COOKING can often take a backseat at home. With busy schedules, the different likes and dislikes of each family member to contend with, plus the nervousness that the thought of cooking from scratch can trigger, it's all too easy to become a bit too reliant on convenience food.

It's a habit that Tom Kerridge is determined to change, however. With his new book and TV show, Fresh Start, the Michelin-starred chef is keen to get more of us back to cooking from scratch, and make kitchens the true heart of the home again.

It might not seem easy, but it's key to a healthier 2019, he says.

"It's quite hard to make that big step to lose weight and eat healthier, if you don't know how to cook," acknowledges Wiltshire-born Kerridge (45), who famously shed 12-stone himself.

"A lot of the recipes are in there to get people just cooking again; easy, quick pasta dishes," he adds of his new book. "Things like a turkey schnitzel with coleslaw. Things to get you back into the rhythm of being in the kitchen, but also, alongside the show, it becomes about family. Instead of taking individuals into the show, we've taken families and people who have a reason why they want to come back to the kitchen and cook."

It's about building family life around food, notes the chef, who owns Michelin-starred Hand and Flowers pub in Marlow, a town on the Thames about 30 miles west of London. "What it's done is encourage people to spend time together, and to spend time with their families and make it a hobby, to make food that tastes nice and the kids are interested in. You've got to start kids young, get them interested in where things come from."

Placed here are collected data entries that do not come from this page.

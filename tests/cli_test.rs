use assert_cmd::Command;
use predicates::prelude::*;
use tempfile::TempDir;

/// The binary with HOME pointed at a scratch directory
fn tidyguard(home: &TempDir) -> Command {
    let mut cmd = Command::cargo_bin("tidyguard").unwrap();
    cmd.env("HOME", home.path())
        .env("TMPDIR", home.path().join("tmp"))
        .env_remove("TIDYGUARD_LOG");
    cmd
}

// ─── Help & version ──────────────────────────────────────────────────────────

#[test]
fn test_help_flag() {
    let home = TempDir::new().unwrap();
    tidyguard(&home)
        .arg("--help")
        .assert()
        .success()
        .stdout(predicate::str::contains("scan"))
        .stdout(predicate::str::contains("clean"))
        .stdout(predicate::str::contains("exclude"))
        .stdout(predicate::str::contains("config"))
        .stdout(predicate::str::contains("helper").not());
}

#[test]
fn test_version_flag() {
    let home = TempDir::new().unwrap();
    tidyguard(&home)
        .arg("--version")
        .assert()
        .success()
        .stdout(predicate::str::contains("tidyguard"));
}

// ─── Scan ────────────────────────────────────────────────────────────────────

#[test]
fn test_scan_json_output() {
    let home = TempDir::new().unwrap();
    tidyguard(&home)
        .args(["scan", "--format", "json"])
        .assert()
        .success()
        .stdout(predicate::str::contains("\"categories\""));
}

#[test]
fn test_scan_lists_user_caches() {
    let home = TempDir::new().unwrap();
    let cache = home.path().join("Library/Caches/com.example.app");
    std::fs::create_dir_all(&cache).unwrap();
    std::fs::write(cache.join("blob"), vec![0u8; 4096]).unwrap();

    tidyguard(&home)
        .args(["scan", "--format", "json"])
        .assert()
        .success()
        .stdout(predicate::str::contains("com.example.app"));
}

#[test]
fn test_excluded_cache_is_not_listed() {
    let home = TempDir::new().unwrap();
    let cache = home.path().join("Library/Caches/com.example.keep");
    std::fs::create_dir_all(&cache).unwrap();
    std::fs::write(cache.join("blob"), b"keep").unwrap();

    tidyguard(&home)
        .args(["exclude", "add"])
        .arg(&cache)
        .assert()
        .success();

    tidyguard(&home)
        .args(["scan", "--format", "json"])
        .assert()
        .success()
        .stdout(predicate::str::contains("com.example.keep").not());
}

// ─── Clean ───────────────────────────────────────────────────────────────────

#[test]
fn test_clean_rejects_unknown_category() {
    let home = TempDir::new().unwrap();
    tidyguard(&home)
        .args(["clean", "--category", "downloads"])
        .assert()
        .failure()
        .stderr(predicate::str::contains("downloads"));
}

#[test]
fn test_clean_dry_run_keeps_files() {
    let home = TempDir::new().unwrap();
    let cache = home.path().join("Library/Caches/com.example.app");
    std::fs::create_dir_all(&cache).unwrap();
    std::fs::write(cache.join("blob"), b"data").unwrap();

    tidyguard(&home)
        .args(["clean", "--dry-run", "--category", "user_caches", "--format", "json"])
        .assert()
        .success()
        .stdout(predicate::str::contains("Would remove"));

    assert!(cache.join("blob").exists());
}

#[test]
fn test_clean_with_yes_removes_user_cache() {
    let home = TempDir::new().unwrap();
    let cache = home.path().join("Library/Caches/com.example.app");
    std::fs::create_dir_all(&cache).unwrap();
    std::fs::write(cache.join("blob"), b"data").unwrap();

    tidyguard(&home)
        .args(["clean", "--yes", "--category", "user_caches", "--format", "json"])
        .assert()
        .success()
        .stdout(predicate::str::contains("\"success\": true"));

    assert!(!cache.exists());
}

#[test]
fn test_clean_without_confirmation_is_refused_when_piped() {
    let home = TempDir::new().unwrap();
    let cache = home.path().join("Library/Caches/com.example.app");
    std::fs::create_dir_all(&cache).unwrap();
    std::fs::write(cache.join("blob"), b"data").unwrap();

    tidyguard(&home)
        .args(["clean", "--category", "user_caches"])
        .assert()
        .failure()
        .stderr(predicate::str::contains("--yes"));

    assert!(cache.exists());
}

// ─── Exclusions ──────────────────────────────────────────────────────────────

#[test]
fn test_exclude_add_list_remove() {
    let home = TempDir::new().unwrap();
    let target = home.path().join("Library/Caches/com.example.keep");

    tidyguard(&home)
        .args(["exclude", "add"])
        .arg(format!("{}/", target.display()))
        .assert()
        .success();

    tidyguard(&home)
        .args(["exclude", "list"])
        .assert()
        .success()
        .stdout(predicate::str::contains("com.example.keep"));

    tidyguard(&home)
        .args(["exclude", "remove"])
        .arg(&target)
        .assert()
        .success();

    tidyguard(&home)
        .args(["exclude", "list"])
        .assert()
        .success()
        .stdout(predicate::str::contains("No excluded paths"));
}

// ─── Config ──────────────────────────────────────────────────────────────────

#[test]
fn test_config_init_and_show() {
    let home = TempDir::new().unwrap();
    tidyguard(&home)
        .args(["config", "init"])
        .assert()
        .success();

    assert!(home.path().join(".tidyguard/config.toml").exists());

    tidyguard(&home)
        .args(["config", "show"])
        .assert()
        .success()
        .stdout(predicate::str::contains("allow_admin_prompt"));
}

#[test]
fn test_config_set_known_and_unknown_keys() {
    let home = TempDir::new().unwrap();
    tidyguard(&home)
        .args(["config", "set", "select_caution_items", "true"])
        .assert()
        .success();

    tidyguard(&home)
        .args(["config", "show"])
        .assert()
        .success()
        .stdout(predicate::str::contains("select_caution_items = true"));

    tidyguard(&home)
        .args(["config", "set", "no_such_key", "1"])
        .assert()
        .failure()
        .stderr(predicate::str::contains("Unknown config key"));
}

// ─── Completions ─────────────────────────────────────────────────────────────

#[test]
fn test_bash_completions() {
    let home = TempDir::new().unwrap();
    tidyguard(&home)
        .args(["completions", "bash"])
        .assert()
        .success()
        .stdout(predicate::str::contains("tidyguard"));
}
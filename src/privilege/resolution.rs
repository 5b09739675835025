use std::sync::{Arc, Mutex};
use tokio::sync::oneshot;

/// A one-shot result cell where the first writer wins.
///
/// Every path that can settle an operation (a reply, a dropped connection,
/// a timeout) calls [`Resolution::resolve`]; only the first call delivers a
/// value, later ones are discarded and return `false`.
#[derive(Debug)]
pub struct Resolution<T> {
    sender: Mutex<Option<oneshot::Sender<T>>>,
}

impl<T> Resolution<T> {
    pub fn new() -> (Arc<Self>, oneshot::Receiver<T>) {
        let (tx, rx) = oneshot::channel();
        let cell = Arc::new(Self {
            sender: Mutex::new(Some(tx)),
        });
        (cell, rx)
    }

    /// Deliver `value` if nothing has been delivered yet
    pub fn resolve(&self, value: T) -> bool {
        let sender = self
            .sender
            .lock()
            .unwrap_or_else(|poisoned| poisoned.into_inner())
            .take();
        match sender {
            Some(tx) => {
                // The receiver may already be gone (caller abandoned the wait);
                // the cell still counts as resolved.
                let _ = tx.send(value);
                true
            }
            None => false,
        }
    }
}

#[cfg(test)]
mod tests {
    use super::*;

    #[tokio::test]
    async fn test_first_writer_wins() {
        let (cell, rx) = Resolution::new();
        assert!(cell.resolve("reply"));
        assert!(!cell.resolve("interrupted"));
        assert_eq!(rx.await.unwrap(), "reply");
    }

    #[tokio::test]
    async fn test_racing_writers_deliver_exactly_one() {
        let (cell, rx) = Resolution::new();
        let mut handles = Vec::new();
        for i in 0..16 {
            let cell = cell.clone();
            handles.push(tokio::spawn(async move { cell.resolve(i) }));
        }
        let mut winners = 0;
        for h in handles {
            if h.await.unwrap() {
                winners += 1;
            }
        }
        assert_eq!(winners, 1);
        assert!(rx.await.is_ok());
    }

    #[test]
    fn test_resolve_after_receiver_dropped() {
        let (cell, rx) = Resolution::new();
        drop(rx);
        assert!(cell.resolve(1));
        assert!(!cell.resolve(2));
    }
}
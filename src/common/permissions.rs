use std::path::Path;

use crate::common::errors::{ExecutionFailure, PrivilegeDenial};

/// Known SIP-protected paths that cannot be modified, even as root
const SIP_PATHS: &[&str] = &[
    "/System",
    "/usr",
    "/bin",
    "/sbin",
    "/Applications/Utilities",
];

/// Paths requiring Full Disk Access
const FDA_PATHS: &[&str] = &[
    "Library/Mail",
    "Library/Messages",
    "Library/Safari",
    "Library/Cookies",
    "Library/HomeKit",
    "Library/IdentityServices",
    "Library/Metadata/CoreSpotlight",
    "Library/PersonalizationPortrait",
    "Library/Suggestions",
    "Library/Containers/com.apple.",
];

/// Check if a path is SIP-protected
pub fn is_sip_protected(path: &Path) -> bool {
    SIP_PATHS.iter().any(|p| path.starts_with(p))
}

/// Check if a path likely requires Full Disk Access
pub fn requires_full_disk_access(path: &Path) -> bool {
    let path_str = path.to_string_lossy();
    FDA_PATHS.iter().any(|p| path_str.contains(p))
}

/// Get a helpful message for permission issues
pub fn permission_hint(path: &Path) -> String {
    if is_sip_protected(path) {
        "This path is protected by System Integrity Protection (SIP) and cannot be modified."
            .to_string()
    } else if requires_full_disk_access(path) {
        "Grant Full Disk Access in System Settings > Privacy & Security > Full Disk Access, then retry."
            .to_string()
    } else {
        format!(
            "Check file permissions for '{}', or approve the administrator prompt when asked.",
            path.display()
        )
    }
}

/// Recovery suggestion for an item-level failure, if there is one worth showing
pub fn execution_hint(failure: &ExecutionFailure) -> Option<String> {
    match failure {
        ExecutionFailure::PermissionDenied { path } => Some(permission_hint(path)),
        ExecutionFailure::Busy { .. } => {
            Some("Quit the application using these files and run the cleanup again.".to_string())
        }
        ExecutionFailure::NotFound { .. } | ExecutionFailure::Io { .. } => None,
    }
}

/// Recovery suggestion after a privileged removal did not go through
pub fn privilege_hint(denial: &PrivilegeDenial) -> String {
    match denial {
        PrivilegeDenial::Cancelled => {
            "Approve the administrator prompt to remove protected items.".to_string()
        }
        PrivilegeDenial::Unavailable(_) => {
            "Reinstall the TidyGuard helper, or run the cleanup again and approve the administrator prompt."
                .to_string()
        }
        PrivilegeDenial::Timeout => {
            "The privileged helper did not respond. Try again in a moment.".to_string()
        }
        PrivilegeDenial::ChannelFailure(_) => {
            "Try again, or remove the remaining items manually from Finder.".to_string()
        }
    }
}

#[cfg(test)]
mod tests {
    use super::*;
    use std::path::PathBuf;

    #[test]
    fn test_sip_protected_paths() {
        assert!(is_sip_protected(Path::new("/System/Library")));
        assert!(is_sip_protected(Path::new("/usr/bin/ls")));
        assert!(!is_sip_protected(Path::new("/usr2/thing")));
        assert!(!is_sip_protected(Path::new("/tmp/test")));
    }

    #[test]
    fn test_fda_hint() {
        let hint = permission_hint(Path::new("/Users/x/Library/Mail/V10"));
        assert!(hint.contains("Full Disk Access"));
    }

    #[test]
    fn test_execution_hint_only_for_actionable_failures() {
        let missing = ExecutionFailure::NotFound { path: PathBuf::from("/tmp/a") };
        assert!(execution_hint(&missing).is_none());
        let busy = ExecutionFailure::Busy { path: PathBuf::from("/tmp/a") };
        assert!(execution_hint(&busy).unwrap().contains("Quit"));
    }
}
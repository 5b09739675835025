use std::sync::atomic::{AtomicUsize, Ordering};

/// Completion counter for one category's execution.
///
/// Executors may report finer-grained completions than the nominal total, so
/// the fraction is clamped to `0.0..=1.0`.
#[derive(Debug)]
pub struct ProgressTracker {
    total: usize,
    completed: AtomicUsize,
}

impl ProgressTracker {
    pub fn new(total: usize) -> Self {
        Self {
            total,
            completed: AtomicUsize::new(0),
        }
    }

    pub fn advance(&self) -> f64 {
        self.advance_by(1)
    }

    pub fn advance_by(&self, n: usize) -> f64 {
        let completed = self.completed.fetch_add(n, Ordering::SeqCst).saturating_add(n);
        self.fraction_of(completed)
    }

    pub fn fraction(&self) -> f64 {
        self.fraction_of(self.completed())
    }

    pub fn completed(&self) -> usize {
        self.completed.load(Ordering::SeqCst)
    }

    pub fn total(&self) -> usize {
        self.total
    }

    fn fraction_of(&self, completed: usize) -> f64 {
        if self.total == 0 {
            return if completed > 0 { 1.0 } else { 0.0 };
        }
        (completed as f64 / self.total as f64).clamp(0.0, 1.0)
    }
}

#[cfg(test)]
mod tests {
    use super::*;
    use std::sync::Arc;

    #[test]
    fn test_advances_and_clamps() {
        let tracker = ProgressTracker::new(4);
        assert_eq!(tracker.fraction(), 0.0);
        assert_eq!(tracker.advance(), 0.25);
        assert_eq!(tracker.advance_by(2), 0.75);
        assert_eq!(tracker.advance_by(10), 1.0);
        assert_eq!(tracker.completed(), 13);
        assert_eq!(tracker.fraction(), 1.0);
    }

    #[test]
    fn test_zero_total() {
        let tracker = ProgressTracker::new(0);
        assert_eq!(tracker.fraction(), 0.0);
        assert_eq!(tracker.advance(), 1.0);
    }

    #[test]
    fn test_concurrent_signals() {
        let tracker = Arc::new(ProgressTracker::new(100));
        let handles: Vec<_> = (0..4)
            .map(|_| {
                let t = Arc::clone(&tracker);
                std::thread::spawn(move || {
                    for _ in 0..25 {
                        t.advance();
                    }
                })
            })
            .collect();
        for h in handles {
            h.join().unwrap();
        }
        assert_eq!(tracker.completed(), 100);
        assert_eq!(tracker.fraction(), 1.0);
    }
}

Kerridge's own family inspiration just turned three years old in December... Since becoming a dad to Acey, his son with wife Beth, the chef is even more conscious of what he prepares and eats at home than ever. Although, he admits: "I have the same problems as everybody else. It doesn't matter if your dad is a Michelin-starred chef, if you want fish fingers for tea with baked beans, that's it. I've learned – and I'm trying to teach myself – that parental guilt is a massive thing that everybody has, so it's not just you."

He proudly adds that Acey chose cucumber and carrot from a buffet at a party (although he is allowed to enjoy the sausage rolls and crisps!). "If good food is part of your everyday life, there isn't anything wrong with letting your kids have something naughty every now and again.

"If they grow up thinking that burgers and takeaway pizzas is tea, then that's wrong. But if you show them how to make pizza; that's where you take control of that. You're putting the stuff on the pizza that you want to eat. It makes food fun, and that's great."

You don't have to re-stock the pans cupboard, he says, but having a good, sharp knife is an essential.

"If you buy better equipment, you might enjoy it more. If you're really good at DIY but you are working with a really cheap screwdriver and it keeps falling apart, but then you buy a flash one, like an electric one from a DIY shop and it makes your job easier and smarter, it's a bit like that for cooking equipment," he explains.

"You haven't got to spend a lot of money – but the more you enjoy cooking, the more you'll spend because it becomes a great hobby, rather than it just being a chore.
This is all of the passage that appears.